British North America Act
(1867), legislation, now known as the Constitution Act, 1867, the basis of the
Constitution Act, 1982, which is Canada's fundamental law, determining the
structure of government, the allocation of powers between federal and provincial
authorities, and the interpretation of other statutes. Its operation is modified
by custom and precedent derived from Canada's British legacy and legal
decisions.
The British North America Act was passed by the British
Parliament in 1867. It created the Dominion of Canada out of the United Province
of Canada (which became Québec and Ontario), New Brunswick, and Nova Scotia and
provided for entry of other colonies or British possessions into the new
federation. The act had originated in negotiations among colonial politicians in
1864. It established a system of government modeled on British parliamentary
practice with Britain's monarch as Canada's sovereign. The most important
sections defined the powers of the federal and provincial governments, in theory
giving more authority to the Parliament of Canada.

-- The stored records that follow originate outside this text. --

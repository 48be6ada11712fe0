use axum::{
    extract::{Path, Query, State},
    http::{header, StatusCode},
    response::IntoResponse,
    routing::get,
    Router,
};
use serde::Deserialize;

use crate::error::AppError;
use crate::pipeline::render::MapFrame;
use crate::pipeline::route::{self, DEFAULT_ROUTE_SEGMENTS};
use crate::pipeline::{animate, export, rasterize, render};
use crate::state::AppState;
use crate::types::map::{MapOptions, Theme};

pub fn router() -> Router<AppState> {
    Router::new()
        .route("/api/tracking/:order_id/map.png", get(map_png))
        .route("/api/tracking/:order_id/preview.apng", get(preview_apng))
        .route("/api/tracking/:order_id/trail.gpx", get(trail_gpx))
}

#[derive(Deserialize, Default)]
#[serde(deny_unknown_fields)]
struct MapQuery {
    theme: Option<String>,
    width: Option<u32>,
    height: Option<u32>,
    glow: Option<bool>,
    frames: Option<u32>,
}

impl MapQuery {
    fn into_options(self) -> Result<MapOptions, AppError> {
        let mut options = MapOptions::default();
        if let Some(name) = self.theme.as_deref() {
            options.theme = Theme::get(name).ok_or_else(|| {
                AppError::BadRequest(format!(
                    "Invalid theme: {}. Use 'day', 'night', or 'mono'",
                    name
                ))
            })?;
        }
        match (self.width, self.height) {
            (Some(width), Some(height)) => {
                validate_dimensions(width, height)?;
                options.width = width;
                options.height = height;
                options.padding = (width.min(height) / 15).max(12);
            }
            (None, None) => {}
            _ => {
                return Err(AppError::BadRequest(
                    "Both width and height must be provided together".to_string(),
                ))
            }
        }
        if let Some(glow) = self.glow {
            options.glow = glow;
        }
        if let Some(frames) = self.frames {
            options.frames = frames.min(MapOptions::MAX_FRAMES);
        }
        Ok(options)
    }
}

fn validate_dimensions(width: u32, height: u32) -> Result<(), AppError> {
    let allowed = MapOptions::MIN_SIZE..=MapOptions::MAX_SIZE;
    if !allowed.contains(&width) || !allowed.contains(&height) {
        return Err(AppError::BadRequest(format!(
            "Invalid dimensions: {}x{}. Width/height must be between {} and {}",
            width,
            height,
            MapOptions::MIN_SIZE,
            MapOptions::MAX_SIZE
        )));
    }
    Ok(())
}

async fn map_png(
    State(state): State<AppState>,
    Path(order_id): Path<String>,
    Query(query): Query<MapQuery>,
) -> Result<impl IntoResponse, AppError> {
    let options = query.into_options()?;
    let (view, progress, caption) = state
        .with_session(&order_id, |session, _| {
            let snapshot = session.snapshot();
            let caption = match &snapshot.restaurant_name {
                Some(name) => format!("{} · {} · {}", name, snapshot.eta_label, snapshot.distance_label),
                None => format!("{} · {}", snapshot.eta_label, snapshot.distance_label),
            };
            (route::route_view(session, DEFAULT_ROUTE_SEGMENTS), session.progress, caption)
        })
        .ok_or_else(|| AppError::NotFound(order_id.clone()))?;

    tracing::info!(
        "Rendering map for order {} ({}x{}, theme: {})",
        order_id,
        options.width,
        options.height,
        options.theme.name
    );
    let svg = render::render_map_svg(
        &MapFrame {
            view: &view,
            progress,
            caption: &caption,
        },
        &options,
    )?;
    let png = rasterize::rasterize(&svg, &options.canvas())?;
    tracing::info!("Generated PNG: {} bytes", png.len());

    Ok((StatusCode::OK, [(header::CONTENT_TYPE, "image/png")], png))
}

async fn preview_apng(
    State(state): State<AppState>,
    Path(order_id): Path<String>,
    Query(query): Query<MapQuery>,
) -> Result<impl IntoResponse, AppError> {
    let options = query.into_options()?;
    let view = state
        .with_session(&order_id, |session, _| route::route_view(session, DEFAULT_ROUTE_SEGMENTS))
        .ok_or_else(|| AppError::NotFound(order_id.clone()))?;

    tracing::info!(
        "Rendering flight preview for order {} ({}x{}, {} frames)",
        order_id,
        options.width,
        options.height,
        options.frames
    );
    let apng = tokio::task::spawn_blocking(move || animate::render_preview_apng(&view, &options))
        .await
        .map_err(|e| AppError::Internal(format!("Preview task failed: {}", e)))??;
    tracing::info!("Generated APNG: {} bytes", apng.len());

    Ok((StatusCode::OK, [(header::CONTENT_TYPE, "image/apng")], apng))
}

async fn trail_gpx(
    State(state): State<AppState>,
    Path(order_id): Path<String>,
) -> Result<impl IntoResponse, AppError> {
    let gpx = state
        .with_session(&order_id, |session, _| export::trail_to_gpx(session))
        .ok_or_else(|| AppError::NotFound(order_id.clone()))??;

    let disposition = format!("attachment; filename=\"drone-trail-{}.gpx\"", sanitize_filename(&order_id));
    Ok((
        StatusCode::OK,
        [
            (header::CONTENT_TYPE, "application/gpx+xml".to_string()),
            (header::CONTENT_DISPOSITION, disposition),
        ],
        gpx,
    ))
}

fn sanitize_filename(order_id: &str) -> String {
    order_id
        .chars()
        .map(|c| if c.is_ascii_alphanumeric() || c == '-' || c == '_' { c } else { '_' })
        .collect()
}

#[cfg(test)]
mod tests {
    use super::*;

    #[test]
    fn query_defaults_to_day_theme() {
        let options = MapQuery::default().into_options().expect("options");
        assert_eq!(options.theme.name, "day");
        assert_eq!(options.width, MapOptions::default().width);
    }

    #[test]
    fn query_rejects_bad_input() {
        let unknown_theme = MapQuery {
            theme: Some("neon".to_string()),
            ..MapQuery::default()
        };
        assert!(matches!(unknown_theme.into_options(), Err(AppError::BadRequest(_))));

        let lone_width = MapQuery {
            width: Some(400),
            ..MapQuery::default()
        };
        assert!(matches!(lone_width.into_options(), Err(AppError::BadRequest(_))));

        let huge = MapQuery {
            width: Some(10_000),
            height: Some(400),
            ..MapQuery::default()
        };
        assert!(matches!(huge.into_options(), Err(AppError::BadRequest(_))));
    }

    #[test]
    fn filenames_are_header_safe() {
        assert_eq!(sanitize_filename("A-1/\"x\""), "A-1___x_");
    }
}
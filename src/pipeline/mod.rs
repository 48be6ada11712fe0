pub mod animate;
pub mod driver;
pub mod export;
pub mod geo;
pub mod intake;
pub mod milestones;
pub mod progress;
pub mod rasterize;
pub mod render;
pub mod route;
pub mod session;
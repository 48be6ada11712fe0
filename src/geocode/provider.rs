use std::time::Duration;

use async_trait::async_trait;
use serde::Deserialize;

use crate::error::GeocodeError;
use crate::types::geo::Coordinate;

/// Address lookup service.
#[async_trait]
pub trait GeocodeProvider: Send + Sync {
    /// First match for `query`, or `None` when the provider has nothing.
    async fn lookup(&self, query: &str) -> Result<Option<Coordinate>, GeocodeError>;
}

/// Nominatim-compatible `/search` endpoint.
pub struct NominatimProvider {
    client: reqwest::Client,
    base_url: String,
    country_codes: Option<String>,
    timeout: Duration,
}

impl NominatimProvider {
    pub fn new(base_url: &str, user_agent: &str, country_codes: Option<String>, timeout: Duration) -> Self {
        let client = reqwest::Client::builder()
            .user_agent(user_agent)
            .timeout(timeout)
            .build()
            .unwrap_or_else(|err| {
                tracing::warn!("Falling back to default HTTP client for geocoding: {}", err);
                reqwest::Client::new()
            });

        Self {
            client,
            base_url: base_url.trim_end_matches('/').to_string(),
            country_codes,
            timeout,
        }
    }

    fn search_url(&self, query: &str) -> Result<reqwest::Url, GeocodeError> {
        let mut params = vec![("format", "json"), ("limit", "1"), ("q", query)];
        if let Some(codes) = self.country_codes.as_deref() {
            params.push(("countrycodes", codes));
        }
        reqwest::Url::parse_with_params(&format!("{}/search", self.base_url), &params)
            .map_err(|err| GeocodeError::Transport(format!("Invalid geocode URL: {}", err)))
    }
}

#[async_trait]
impl GeocodeProvider for NominatimProvider {
    async fn lookup(&self, query: &str) -> Result<Option<Coordinate>, GeocodeError> {
        let url = self.search_url(query)?;
        let response = self
            .client
            .get(url)
            .header("Accept", "application/json")
            .send()
            .await
            .map_err(|err| {
                if err.is_timeout() {
                    GeocodeError::Timeout(self.timeout.as_millis() as u64)
                } else {
                    GeocodeError::Transport(err.to_string())
                }
            })?;

        if !response.status().is_success() {
            return Err(GeocodeError::Status(response.status().as_u16()));
        }

        let body = response
            .bytes()
            .await
            .map_err(|err| GeocodeError::Transport(err.to_string()))?;
        parse_candidates(&body)
    }
}

#[derive(Debug, Deserialize)]
#[serde(untagged)]
enum LooseFloat {
    Number(f64),
    Text(String),
}

impl LooseFloat {
    fn value(&self) -> Option<f64> {
        match self {
            LooseFloat::Number(n) => Some(*n),
            LooseFloat::Text(text) => text.trim().parse().ok(),
        }
    }
}

#[derive(Debug, Deserialize)]
struct Candidate {
    #[serde(alias = "latitude")]
    lat: LooseFloat,
    #[serde(alias = "longitude", alias = "lng")]
    lon: LooseFloat,
}

/// Reads a provider response: a JSON array of candidates carrying
/// `lat`/`lon` (or `latitude`/`longitude`) as numbers or numeric strings.
pub fn parse_candidates(body: &[u8]) -> Result<Option<Coordinate>, GeocodeError> {
    let candidates: Vec<Candidate> =
        serde_json::from_slice(body).map_err(|err| GeocodeError::Decode(err.to_string()))?;

    let Some(first) = candidates.first() else {
        return Ok(None);
    };

    match (first.lat.value(), first.lon.value()) {
        (Some(latitude), Some(longitude)) => {
            let coords = Coordinate::new(latitude, longitude);
            if coords.is_valid() {
                Ok(Some(coords))
            } else {
                Err(GeocodeError::Decode(format!(
                    "Coordinate out of range: {}, {}",
                    latitude, longitude
                )))
            }
        }
        _ => Err(GeocodeError::Decode("Candidate has no numeric lat/lon".to_string())),
    }
}
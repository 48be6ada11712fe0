use std::io::Cursor;

use apng::{create_config, image_png, Encoder, Frame, PNGImage};
use rayon::prelude::*;

use crate::error::RasterError;
use crate::pipeline::render::{self, MapFrame};
use crate::pipeline::{rasterize, route};
use crate::types::geo::ViewportPosition;
use crate::types::map::MapOptions;
use crate::types::tracking::RouteView;

const MIN_FRAMES: u32 = 8;
const MIN_FRAME_DELAY_MS: u32 = 16;

/// Looping preview of the whole flight: the marker sweeps the synthetic
/// route from pickup to drop-off, leaving a trail behind it.
pub fn render_preview_apng(view: &RouteView, options: &MapOptions) -> Result<Vec<u8>, RasterError> {
    let frame_count = options.frames.clamp(MIN_FRAMES, MapOptions::MAX_FRAMES);
    let canvas = options.canvas();

    let frames: Vec<PNGImage> = (0..frame_count)
        .into_par_iter()
        .map(|idx| {
            let t = idx as f64 / (frame_count - 1) as f64;
            let frame_view = preview_view(view, t);
            let caption = format!("{:.0}%", t * 100.0);

            let svg = render::render_map_svg(
                &MapFrame {
                    view: &frame_view,
                    progress: t,
                    caption: &caption,
                },
                options,
            )
            .map_err(|err| {
                RasterError::AnimationFailed(format!("Failed to render preview frame {}: {}", idx, err))
            })?;

            let png_bytes = rasterize::rasterize(&svg, &canvas)?;
            png_image_from_bytes(&png_bytes, idx)
        })
        .collect::<Result<Vec<_>, RasterError>>()?;

    let config = create_config(&frames, None)
        .map_err(|err| RasterError::AnimationFailed(format!("Failed to build APNG config: {}", err)))?;

    let mut output_bytes = Vec::new();
    {
        let mut cursor = Cursor::new(&mut output_bytes);
        let mut encoder = Encoder::new(&mut cursor, config)
            .map_err(|err| RasterError::AnimationFailed(format!("Failed to create APNG encoder: {}", err)))?;
        let delay_ms = options.frame_delay_ms.max(MIN_FRAME_DELAY_MS);
        let frame = Frame {
            delay_num: Some(delay_ms.min(u16::MAX as u32) as u16),
            delay_den: Some(1000),
            ..Default::default()
        };
        encoder.encode_all(frames, Some(&frame)).map_err(|err| {
            RasterError::AnimationFailed(format!("Failed to encode APNG frames: {}", err))
        })?;
    }

    tracing::debug!("Rendered {} preview frames for order {}", frame_count, view.order_id);
    Ok(output_bytes)
}

/// The route view as it looks when the drone is at fraction `t` of the
/// flight path.
pub fn preview_view(view: &RouteView, t: f64) -> RouteView {
    let marker = route::point_along(&view.flight_path, t).unwrap_or(view.origin);
    RouteView {
        order_id: view.order_id.clone(),
        flight_path: view.flight_path.clone(),
        trail: reveal_path(&view.flight_path, t),
        origin: view.origin,
        destination: view.destination,
        marker,
    }
}

/// Prefix of `path` covering fraction `t` of its length, ending exactly at
/// the cut point.
fn reveal_path(path: &[ViewportPosition], t: f64) -> Vec<ViewportPosition> {
    let Some(first) = path.first().copied() else {
        return Vec::new();
    };
    let t = if t.is_nan() { 0.0 } else { t.clamp(0.0, 1.0) };
    if t >= 1.0 {
        return path.to_vec();
    }

    let segment_lengths: Vec<f64> = path.windows(2).map(|pair| distance_2d(pair[0], pair[1])).collect();
    let total_length: f64 = segment_lengths.iter().sum();
    if total_length <= f64::EPSILON {
        return vec![first];
    }

    let target_length = total_length * t;
    let mut traveled = 0.0;
    let mut out = vec![first];
    for (idx, segment_length) in segment_lengths.iter().copied().enumerate() {
        if segment_length <= f64::EPSILON {
            continue;
        }
        let next_traveled = traveled + segment_length;
        if next_traveled < target_length {
            out.push(path[idx + 1]);
            traveled = next_traveled;
            continue;
        }
        let local_t = ((target_length - traveled) / segment_length).clamp(0.0, 1.0);
        let (a, b) = (path[idx], path[idx + 1]);
        out.push(ViewportPosition::new(
            a.left + (b.left - a.left) * local_t,
            a.top + (b.top - a.top) * local_t,
        ));
        return out;
    }
    path.to_vec()
}

fn distance_2d(a: ViewportPosition, b: ViewportPosition) -> f64 {
    let dx = b.left - a.left;
    let dy = b.top - a.top;
    (dx * dx + dy * dy).sqrt()
}

fn png_image_from_bytes(png_bytes: &[u8], frame_idx: u32) -> Result<PNGImage, RasterError> {
    let decoder = image_png::Decoder::new(Cursor::new(png_bytes));
    let mut reader = decoder.read_info().map_err(|err| {
        RasterError::AnimationFailed(format!(
            "Failed to decode PNG metadata for frame {}: {}",
            frame_idx, err
        ))
    })?;
    let mut data = vec![0; reader.output_buffer_size()];
    let info = reader.next_frame(&mut data).map_err(|err| {
        RasterError::AnimationFailed(format!(
            "Failed to decode PNG pixels for frame {}: {}",
            frame_idx, err
        ))
    })?;
    data.truncate(info.buffer_size());

    Ok(PNGImage {
        width: info.width,
        height: info.height,
        data,
        color_type: info.color_type,
        bit_depth: info.bit_depth,
    })
}
use axum::{
    extract::{Path, State},
    http::StatusCode,
    response::IntoResponse,
    routing::{get, post},
    Json, Router,
};
use serde::Deserialize;

use crate::error::AppError;
use crate::pipeline::driver::apply_signal;
use crate::pipeline::progress::ProgressSignal;
use crate::pipeline::route::{self, DEFAULT_ROUTE_SEGMENTS};
use crate::state::AppState;
use crate::types::order::OrderRecord;
use crate::types::tracking::{RouteView, TrackingSnapshot};

pub fn router() -> Router<AppState> {
    Router::new()
        .route("/api/tracking", post(start_tracking))
        .route(
            "/api/tracking/:order_id",
            get(get_snapshot).delete(stop_tracking),
        )
        .route("/api/tracking/:order_id/progress", post(report_progress))
        .route("/api/tracking/:order_id/route", get(get_route))
}

async fn start_tracking(
    State(state): State<AppState>,
    Json(order): Json<OrderRecord>,
) -> Result<impl IntoResponse, AppError> {
    let snapshot = state.start_tracking(order).await;
    Ok((StatusCode::CREATED, Json(snapshot)))
}

async fn get_snapshot(
    State(state): State<AppState>,
    Path(order_id): Path<String>,
) -> Result<Json<TrackingSnapshot>, AppError> {
    state
        .snapshot(&order_id)
        .map(Json)
        .ok_or(AppError::NotFound(order_id))
}

#[derive(Deserialize)]
struct ProgressReport {
    progress: f64,
}

async fn report_progress(
    State(state): State<AppState>,
    Path(order_id): Path<String>,
    Json(report): Json<ProgressReport>,
) -> Result<Json<TrackingSnapshot>, AppError> {
    let value = parse_progress(report.progress)?;

    let snapshot = state
        .with_session(&order_id, |session, ctx| {
            apply_signal(session, ProgressSignal::Explicit(value), ctx);
            session.snapshot()
        })
        .ok_or_else(|| AppError::NotFound(order_id.clone()))?;

    tracing::info!(
        "Order {} reported progress {:.1}%, now at {:.1}%",
        order_id,
        value * 100.0,
        snapshot.progress_percent
    );
    Ok(Json(snapshot))
}

/// Fractions in `[0, 1]`; anything above 1 up to 100 is read as a percentage.
fn parse_progress(raw: f64) -> Result<f64, AppError> {
    if !raw.is_finite() || !(0.0..=100.0).contains(&raw) {
        return Err(AppError::BadRequest(format!(
            "Invalid progress: {}. Use a fraction between 0 and 1 or a percentage up to 100",
            raw
        )));
    }
    Ok(if raw > 1.0 { raw / 100.0 } else { raw })
}

async fn get_route(
    State(state): State<AppState>,
    Path(order_id): Path<String>,
) -> Result<Json<RouteView>, AppError> {
    state
        .with_session(&order_id, |session, _| {
            route::route_view(session, DEFAULT_ROUTE_SEGMENTS)
        })
        .map(Json)
        .ok_or(AppError::NotFound(order_id))
}

async fn stop_tracking(
    State(state): State<AppState>,
    Path(order_id): Path<String>,
) -> Result<Json<TrackingSnapshot>, AppError> {
    let snapshot = state
        .stop_tracking(&order_id)
        .ok_or_else(|| AppError::NotFound(order_id.clone()))?;
    tracing::info!("Stopped tracking order {}", order_id);
    Ok(Json(snapshot))
}
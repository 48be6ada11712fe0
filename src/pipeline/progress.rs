use chrono::{DateTime, Utc};

use crate::pipeline::geo::{haversine_km, lerp};
use crate::pipeline::session::TrackingSession;
use crate::types::geo::Coordinate;
use crate::types::tracking::MilestoneKind;

pub const DEFAULT_TIME_PROGRESS: f64 = 0.3;
pub const MIN_TIME_PROGRESS: f64 = 0.05;
pub const MAX_TIME_PROGRESS: f64 = 0.98;
pub const MIN_DISPLAYED_PROGRESS: f64 = 0.01;
pub const DEFAULT_ROUTE_KM: f64 = 4.6;
pub const ROUTE_EPSILON_KM: f64 = 1e-6;

/// Inputs to the progress reducer.
#[derive(Debug, Clone, Copy, PartialEq)]
pub enum ProgressSignal {
    /// One animation step.
    Tick,
    /// A progress value reported by the order itself. Never moves progress back.
    Explicit(f64),
    /// Jump straight to the destination.
    Arrive,
}

/// Share of the delivery window already elapsed, kept inside
/// `[MIN_TIME_PROGRESS, MAX_TIME_PROGRESS]`.
pub fn time_progress(
    created_at: Option<DateTime<Utc>>,
    estimated_delivery_at: Option<DateTime<Utc>>,
    now: DateTime<Utc>,
) -> f64 {
    let (Some(created_at), Some(estimated_delivery_at)) = (created_at, estimated_delivery_at) else {
        return DEFAULT_TIME_PROGRESS;
    };
    if estimated_delivery_at <= created_at {
        return DEFAULT_TIME_PROGRESS;
    }

    let window_ms = (estimated_delivery_at - created_at).num_milliseconds() as f64;
    let elapsed_ms = (now - created_at).num_milliseconds() as f64;
    let ratio = elapsed_ms / window_ms;
    if ratio.is_finite() {
        ratio.clamp(MIN_TIME_PROGRESS, MAX_TIME_PROGRESS)
    } else {
        DEFAULT_TIME_PROGRESS
    }
}

pub fn distance_progress(traveled_km: f64, route_km: f64) -> f64 {
    if !route_km.is_finite() || route_km <= ROUTE_EPSILON_KM || !traveled_km.is_finite() {
        return 0.0;
    }
    (traveled_km / route_km.max(ROUTE_EPSILON_KM)).clamp(0.0, 1.0)
}

/// Route length for ETA and labels: great-circle distance when both ends are
/// known, else the order's own hint, else [`DEFAULT_ROUTE_KM`].
pub fn route_distance_km(
    origin: Option<Coordinate>,
    destination: Option<Coordinate>,
    hint_km: Option<f64>,
) -> f64 {
    if origin.is_some() && destination.is_some() {
        return haversine_km(origin, destination);
    }
    hint_km
        .filter(|km| km.is_finite() && *km > 0.0)
        .unwrap_or(DEFAULT_ROUTE_KM)
}

/// Displayed progress: the larger of the distance and clock signals, so
/// neither a stalled clock nor a stalled marker makes the bar go backwards.
/// Below the terminal tick it never reaches the arrival threshold.
pub fn resolve_progress(session: &TrackingSession) -> f64 {
    let clock = session.clock.value();
    let candidate = if session.has_degenerate_path() {
        clock
    } else {
        distance_progress(session.trail.traveled_km(), session.path_km()).max(clock)
    };

    let candidate = if candidate.is_nan() {
        MIN_DISPLAYED_PROGRESS
    } else {
        candidate.clamp(MIN_DISPLAYED_PROGRESS, 1.0)
    };

    if session.clock.is_finished() {
        candidate
    } else {
        candidate.min(crate::pipeline::driver::DRIVER_CEILING)
    }
}

/// Progress the milestones are measured against: distance covered, or the
/// displayed progress when origin and destination coincide.
pub fn milestone_progress(session: &TrackingSession) -> f64 {
    if session.has_degenerate_path() {
        session.progress
    } else {
        distance_progress(session.trail.traveled_km(), session.path_km())
    }
}

/// Applies one signal to the session and returns the milestones it crossed.
pub fn reduce(session: &mut TrackingSession, signal: ProgressSignal) -> Vec<MilestoneKind> {
    if session.cancelled {
        return Vec::new();
    }

    match signal {
        ProgressSignal::Tick => {
            session.clock.tick();
        }
        ProgressSignal::Explicit(value) if value >= 1.0 => session.clock.finish(),
        ProgressSignal::Explicit(value) => session.clock.seed(value),
        ProgressSignal::Arrive => session.clock.finish(),
    }

    if session.clock.is_finished() {
        session.position = session.destination;
        session.trail.record_final(session.destination);
    } else {
        let target = session.progress.max(session.clock.value());
        session.position = lerp(session.origin, session.destination, target);
        session.trail.record(session.position);
    }

    session.progress = session.progress.max(resolve_progress(session));
    let ratio = milestone_progress(session);
    session.milestones.observe(ratio)
}

/// Minutes left at the average speed implied by the order's estimate.
pub fn dynamic_eta_minutes(session: &TrackingSession) -> f64 {
    let remaining_fraction = (1.0 - session.progress).clamp(0.0, 1.0);
    let estimated_minutes = session.estimated_minutes.max(0.0);

    if session.route_km > ROUTE_EPSILON_KM && estimated_minutes > 0.0 {
        let km_per_minute = session.route_km / estimated_minutes;
        let remaining_km = session.route_km * remaining_fraction;
        remaining_km / km_per_minute
    } else {
        estimated_minutes * remaining_fraction
    }
}

pub fn remaining_km(session: &TrackingSession) -> f64 {
    (session.route_km * (1.0 - session.progress)).max(0.0)
}

pub fn eta_label(eta_minutes: f64, delivered: bool) -> String {
    if delivered {
        return "Delivered".to_string();
    }
    if !eta_minutes.is_finite() || eta_minutes < 1.0 {
        return "Arriving now".to_string();
    }
    format!("Arriving in {} min", eta_minutes.ceil() as u64)
}

pub fn distance_label(remaining_km: f64, delivered: bool) -> String {
    if delivered || !remaining_km.is_finite() || remaining_km <= 0.0 {
        return "Arrived".to_string();
    }
    if remaining_km < 1.0 {
        format!("{} m away", (remaining_km * 1000.0).round() as u64)
    } else {
        format!("{:.1} km away", remaining_km)
    }
}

Over the years, court decisions, compromises, and
amendments served to modify the provisions of the act. A series of decisions by
Britain's Judicial Committee of the Privy Council legitimated a move away from
the centralism intended in 1867. Canada secured full control of its foreign
affairs in 1931 as a result of the Statute of Westminster (see
Westminster, Statute of). The Supreme Court became the country's final court
of appeal in 1949.
Although the 1867 constitution did establish a workable
system of government, it did not prevent disputes over the division of powers in
overlapping areas of authority such as taxation and in new areas such as
broadcasting, social policy, and language rights. The conviction gradually grew
that the constitution required major revision, but efforts to secure provincial
agreement on how to amend it repeatedly failed.
In the 1970s, Prime Minister Pierre Trudeau took up the
cause anew and eventually all the provinces except Québec endorsed a new
agreement, which became the Constitution Act of 1982. This act established an
amending formula and added a Charter of Rights and Freedoms. Prime Minister
Brian Mulroney attempted to secure Québec's approval of the new constitution in
1987 with the Meech Lake Accord, which required the unanimous assent of all
provinces within a three-year period. As a result of a new language dispute and
concerns from English-speaking Canadians over identification of Québec as a
“distinct society,” however, the accord was never ratified. The constitutional
crisis continued, even after Mulroney forged another compromise among all the
parties, when the Charlottetown agreement was defeated in a national referendum
in October 1992.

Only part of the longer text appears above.